Mental Health Awareness Week: Speaker Michael Landsberg Found His Calling

Most people know Michael Landsberg as the charismatic face of TSN's Off The Record. While sports reporting is a big part of his life, the mental health speaker said he's found another outlet that is just as fulfilling for him. As the opening speaker for a Mental Health Awareness Week event, Landsberg shared his inspiring story of dealing with anxiety and depression. And, how giving these presentations has become an important part of his career. “It’s new to me in the past year, but over the past year I think I’ve done a lot of these events and the more I do, the more I want to do,” he says. “If you ever had something in your life that you could say 'that’s my calling,' I would say this is it because now when I leave here I will feel like, you know what, maybe I made a little difference in someone’s life.”

At the event, Landsberg spoke frankly about his own struggles with mental illness.
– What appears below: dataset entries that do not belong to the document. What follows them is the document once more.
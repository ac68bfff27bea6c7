//! Ordered request policy applied in front of every route.
//!
//! Stages run outermost first: security headers, CORS, request logging, rate
//! limiting, then the router itself. The order lives in [`CHAIN`] and is
//! turned into layers by [`PolicyChain::apply`].

use crate::error::{ErrorBody, error_response};
use crate::metrics::MetricsRegistry;
use crate::rate_limit::{RateDecision, RateLimiter};
use axum::Router;
use axum::extract::{ConnectInfo, Request, State};
use axum::http::{HeaderMap, HeaderName, HeaderValue, StatusCode, header};
use axum::middleware::{self, Next};
use axum::response::Response;
use std::net::SocketAddr;
use std::sync::Arc;
use tower_http::cors::{Any, CorsLayer};
use tower_http::trace::{DefaultMakeSpan, DefaultOnResponse, TraceLayer};
use tracing::{Level, warn};

/// One interceptor in the policy chain
#[derive(Debug, Clone, Copy, PartialEq, Eq)]
pub enum Stage {
    SecurityHeaders,
    Cors,
    RequestLog,
    RateLimit,
}

/// Stages in the order a request passes through them
pub const CHAIN: [Stage; 4] = [
    Stage::SecurityHeaders,
    Stage::Cors,
    Stage::RequestLog,
    Stage::RateLimit,
];

/// Response headers set unless the handler already chose a value
const SECURITY_HEADERS: &[(&str, &str)] = &[
    (
        "content-security-policy",
        "default-src 'self';base-uri 'self';font-src 'self' https: data:;\
         form-action 'self';frame-ancestors 'self';img-src 'self' data:;\
         object-src 'none';script-src 'self';script-src-attr 'none';\
         style-src 'self' https: 'unsafe-inline';upgrade-insecure-requests",
    ),
    ("cross-origin-opener-policy", "same-origin"),
    ("cross-origin-resource-policy", "same-origin"),
    ("origin-agent-cluster", "?1"),
    ("referrer-policy", "no-referrer"),
    ("strict-transport-security", "max-age=31536000; includeSubDomains"),
    ("x-content-type-options", "nosniff"),
    ("x-dns-prefetch-control", "off"),
    ("x-download-options", "noopen"),
    ("x-frame-options", "SAMEORIGIN"),
    ("x-permitted-cross-domain-policies", "none"),
    ("x-xss-protection", "0"),
];

const X_RATELIMIT_LIMIT: &str = "x-ratelimit-limit";
const X_RATELIMIT_REMAINING: &str = "x-ratelimit-remaining";
const X_FORWARDED_FOR: &str = "x-forwarded-for";

/// State shared by the rate limiting stage
#[derive(Clone)]
pub struct RateLimitState {
    limiter: Arc<dyn RateLimiter>,
    trust_forwarded_for: bool,
    metrics: Option<Arc<MetricsRegistry>>,
}

impl RateLimitState {
    pub fn new(
        limiter: Arc<dyn RateLimiter>,
        trust_forwarded_for: bool,
        metrics: Option<Arc<MetricsRegistry>>,
    ) -> Self {
        Self {
            limiter,
            trust_forwarded_for,
            metrics,
        }
    }
}

/// Builds the policy layers around a router
pub struct PolicyChain {
    /// `None` disables the rate limiting stage
    rate_limit: Option<RateLimitState>,
}

impl PolicyChain {
    pub fn new(rate_limit: Option<RateLimitState>) -> Self {
        Self { rate_limit }
    }

    /// Wrap `router` so requests pass through [`CHAIN`] in order.
    ///
    /// The last layer added is the outermost, so stages are added in reverse.
    pub fn apply(&self, router: Router) -> Router {
        CHAIN.iter().rev().fold(router, |router, stage| match stage {
            Stage::SecurityHeaders => router.layer(middleware::from_fn(security_headers)),
            Stage::Cors => router.layer(
                CorsLayer::new()
                    .allow_origin(Any)
                    .allow_methods(Any)
                    .allow_headers(Any),
            ),
            Stage::RequestLog => router.layer(
                TraceLayer::new_for_http()
                    .make_span_with(DefaultMakeSpan::new().level(Level::INFO))
                    .on_response(DefaultOnResponse::new().level(Level::INFO)),
            ),
            Stage::RateLimit => match &self.rate_limit {
                Some(state) => {
                    router.layer(middleware::from_fn_with_state(state.clone(), rate_limit))
                }
                None => router,
            },
        })
    }
}

/// Add the default hardening headers and drop `x-powered-by`
pub async fn security_headers(request: Request, next: Next) -> Response {
    let mut response = next.run(request).await;
    let headers = response.headers_mut();

    headers.remove("x-powered-by");
    for &(name, value) in SECURITY_HEADERS {
        let name = HeaderName::from_static(name);
        if !headers.contains_key(&name) {
            headers.insert(name, HeaderValue::from_static(value));
        }
    }

    response
}

/// Count the request against its client's window; answer 429 once the cap is hit
pub async fn rate_limit(
    State(state): State<RateLimitState>,
    request: Request,
    next: Next,
) -> Response {
    let peer = request
        .extensions()
        .get::<ConnectInfo<SocketAddr>>()
        .map(|ConnectInfo(addr)| *addr);
    let client = client_key(request.headers(), peer, state.trust_forwarded_for);

    let decision = state.limiter.check(&client);
    if !decision.allowed {
        warn!(
            client = %client,
            limit = decision.limit,
            path = %request.uri().path(),
            "Rate limit exceeded"
        );
        if let Some(ref m) = state.metrics {
            m.record_rate_limited();
        }

        let mut response =
            error_response(StatusCode::TOO_MANY_REQUESTS, ErrorBody::too_many_requests());
        let retry_after = decision.reset_after.as_secs_f64().ceil() as u64;
        response
            .headers_mut()
            .insert(header::RETRY_AFTER, HeaderValue::from(retry_after.max(1)));
        set_limit_headers(response.headers_mut(), &decision);
        return response;
    }

    let mut response = next.run(request).await;
    set_limit_headers(response.headers_mut(), &decision);
    response
}

fn set_limit_headers(headers: &mut HeaderMap, decision: &RateDecision) {
    headers.insert(X_RATELIMIT_LIMIT, HeaderValue::from(decision.limit));
    headers.insert(X_RATELIMIT_REMAINING, HeaderValue::from(decision.remaining));
}

/// Identify the client by peer address, or by the first forwarded hop when trusted
pub fn client_key(
    headers: &HeaderMap,
    peer: Option<SocketAddr>,
    trust_forwarded_for: bool,
) -> String {
    let forwarded = headers
        .get(X_FORWARDED_FOR)
        .and_then(|value| value.to_str().ok())
        .and_then(|value| value.split(',').next())
        .map(str::trim)
        .filter(|hop| !hop.is_empty());

    if let Some(first_hop) = forwarded.filter(|_| trust_forwarded_for) {
        return first_hop.to_string();
    }

    match peer {
        Some(addr) => addr.ip().to_string(),
        None => "unknown".to_string(),
    }
}
//! Backend health aggregation for `/status`.
//!
//! Every call probes all registered services at once and builds a fresh
//! report once each probe has settled or hit its deadline. Probe failures are
//! data in the report, never request errors.

use crate::config::HealthSettings;
use crate::metrics::MetricsRegistry;
use crate::registry::{ServiceEntry, ServiceRegistry};
use chrono::{DateTime, SecondsFormat, Utc};
use healthcheck::{HealthChecker, HttpChecker, Probe, ProbeResult, ProbeStatus, probe_all};
use serde::ser::{SerializeMap, SerializeStruct};
use serde::{Serialize, Serializer};
use std::sync::Arc;
use std::time::{Duration, Instant};
use tracing::{debug, warn};

/// Overall gateway status; the gateway reports itself healthy while it can answer
#[derive(Debug, Clone, Copy, PartialEq, Eq, Serialize)]
#[serde(rename_all = "lowercase")]
pub enum GatewayStatus {
    Healthy,
}

/// One service's entry in a [`HealthReport`]
#[derive(Debug, Clone)]
pub struct ServiceHealth {
    pub name: String,
    pub status: ProbeStatus,
    pub url: String,
    pub last_check: DateTime<Utc>,
    /// Failure message, only for unreachable services
    pub error: Option<String>,
}

impl ServiceHealth {
    fn from_probe(entry: &ServiceEntry, result: ProbeResult) -> Self {
        let error = match result.status {
            ProbeStatus::Unreachable => result.error,
            _ => None,
        };

        Self {
            name: entry.name().to_string(),
            status: result.status,
            url: entry.base_url().to_string(),
            last_check: result.checked_at,
            error,
        }
    }
}

impl Serialize for ServiceHealth {
    fn serialize<S: Serializer>(&self, serializer: S) -> Result<S::Ok, S::Error> {
        let fields = if self.error.is_some() { 4 } else { 3 };
        let mut state = serializer.serialize_struct("ServiceHealth", fields)?;
        state.serialize_field("status", &self.status)?;
        state.serialize_field("url", &self.url)?;
        state.serialize_field(
            "lastCheck",
            &self.last_check.to_rfc3339_opts(SecondsFormat::Millis, true),
        )?;
        if let Some(ref error) = self.error {
            state.serialize_field("error", error)?;
        }
        state.end()
    }
}

/// Fresh snapshot of every service's health, in registry order.
///
/// Serializes as `{"gateway": "healthy", "services": {name: {...}, ...}}`.
#[derive(Debug, Clone)]
pub struct HealthReport {
    pub gateway: GatewayStatus,
    pub services: Vec<ServiceHealth>,
}

impl HealthReport {
    pub fn service(&self, name: &str) -> Option<&ServiceHealth> {
        self.services.iter().find(|service| service.name == name)
    }
}

impl Serialize for HealthReport {
    fn serialize<S: Serializer>(&self, serializer: S) -> Result<S::Ok, S::Error> {
        struct Services<'a>(&'a [ServiceHealth]);

        impl Serialize for Services<'_> {
            fn serialize<S: Serializer>(&self, serializer: S) -> Result<S::Ok, S::Error> {
                let mut map = serializer.serialize_map(Some(self.0.len()))?;
                for service in self.0 {
                    map.serialize_entry(&service.name, service)?;
                }
                map.end()
            }
        }

        let mut state = serializer.serialize_struct("HealthReport", 2)?;
        state.serialize_field("gateway", &self.gateway)?;
        state.serialize_field("services", &Services(&self.services))?;
        state.end()
    }
}

/// Probes every registered service concurrently
pub struct HealthAggregator {
    probes: Vec<Probe<ServiceEntry>>,
    deadline: Duration,
    metrics: Option<Arc<MetricsRegistry>>,
}

impl HealthAggregator {
    /// Build HTTP probes for `GET {base_url}{settings.path}` on every service
    pub fn new(
        registry: &ServiceRegistry,
        settings: &HealthSettings,
        metrics: Option<Arc<MetricsRegistry>>,
    ) -> common::Result<Self> {
        let client = reqwest::Client::builder()
            .connect_timeout(settings.probe_timeout)
            .redirect(reqwest::redirect::Policy::none())
            .build()
            .map_err(common::Error::healthcheck)?;

        let probes = registry
            .entries()
            .iter()
            .map(|entry| {
                let url = format!("{}{}", entry.base_url(), settings.path);
                let checker: Arc<dyn HealthChecker> = Arc::new(HttpChecker::with_client(
                    client.clone(),
                    url,
                    settings.probe_timeout,
                ));
                Probe::new(entry.clone(), checker)
            })
            .collect();

        Ok(Self {
            probes,
            deadline: settings.probe_timeout,
            metrics,
        })
    }

    /// Pair each registry entry, in order, with a caller-supplied checker
    pub fn from_checkers(
        registry: &ServiceRegistry,
        checkers: Vec<Arc<dyn HealthChecker>>,
        deadline: Duration,
    ) -> common::Result<Self> {
        if checkers.len() != registry.len() {
            return Err(common::Error::healthcheck(format!(
                "{} checkers supplied for {} services",
                checkers.len(),
                registry.len()
            )));
        }

        let probes = registry
            .entries()
            .iter()
            .cloned()
            .zip(checkers)
            .map(|(entry, checker)| Probe::new(entry, checker))
            .collect();

        Ok(Self {
            probes,
            deadline,
            metrics: None,
        })
    }

    /// Probe every service once and report the results in registry order
    pub async fn check_all(&self) -> HealthReport {
        let start = Instant::now();
        let results = probe_all(&self.probes, self.deadline).await;

        let services: Vec<ServiceHealth> = results
            .into_iter()
            .map(|(entry, result)| {
                if let Some(ref m) = self.metrics {
                    m.record_probe(entry.name(), result.status.as_str());
                }
                if result.status == ProbeStatus::Unreachable {
                    warn!(
                        service = entry.name(),
                        error = result.error.as_deref().unwrap_or_default(),
                        "Service unreachable"
                    );
                }
                ServiceHealth::from_probe(&entry, result)
            })
            .collect();

        let healthy = services
            .iter()
            .filter(|service| service.status == ProbeStatus::Healthy)
            .count();
        debug!(
            healthy = healthy,
            total = services.len(),
            elapsed_ms = start.elapsed().as_millis(),
            "Health report assembled"
        );

        HealthReport {
            gateway: GatewayStatus::Healthy,
            services,
        }
    }
}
Afterward, he opened up the floor to a question and answer forum where he encouraged the audience to share their experiences, as well. As he explains in many of his talks, it is important to remove the negative stigma associated with mental health—and having open and honest talks about it helps to achieve that goal. Landsberg also approaches his talks on the subject in a novel way. Instead of presenting a purely somber talk, he injects humor and lighthearted anecdotes into his speeches. While he treats mental health awareness as a serious issue—he also finds a way to make the discussion positive and engaging for the audience.

Landsberg has become a trusted voice on the subject, and his fun and interactive talks are popular with a myriad of different audiences. He shares personal anecdotes and life stories to liven up his speeches, and encourages audience interaction. Landsberg customizes his talks to fit his audiences, ensuring that all of his presentations provide takeaways that resonate long after the event is over.

Raising Awareness: Mental Health Speaker Michael Landsberg

When most people hear the name Michael Landsberg, they don't immediately associate him with the mental health movement. However, the host of TSN's Off The Record and the former host of SportsCentre was one of the big-name guests and keynote speakers at the Bell Kaleidoscope of Hope Gala in support of mental health awareness. After battling a tough bout with depression, which he still fights today, Landsberg has become a prominent mental health speaker—when he's not dishing with the sports world's biggest names on Off The Record, that is.

“I think at my worst, which was four years ago, I would have woken up in the morning and known with 100-per-cent certainty that I would experience no joy during the day,” Landsberg told The Ottawa Citizen. “I felt a sense of loneliness which had nothing to do with the environment I was in.” Today, the broadcaster shares his story with a wide variety of audiences in uplifting keynotes. He also attends numerous charity functions to support the cause and remove the stigma attached to mental illness. With some heavy-hitter attendees at the Bell Gala (including Laureen Harper, wife of Canadian Prime Minister Stephen Harper, and Jennifer Hedger, co-host of SportsCentre), Landsberg's message resonated even louder and helped raise much-needed funding for several mental health facilities.

Landsberg is a charismatic and seasoned on-stage performer. His time in television has armed him with the skills necessary to address hard-hitting topics in a manner that truly connects with his audience. Whether he's speaking about mental health or sports (or the intersection of the two), Landsberg shows us that anything is possible, and that the odds can be overcome even in our darkest times.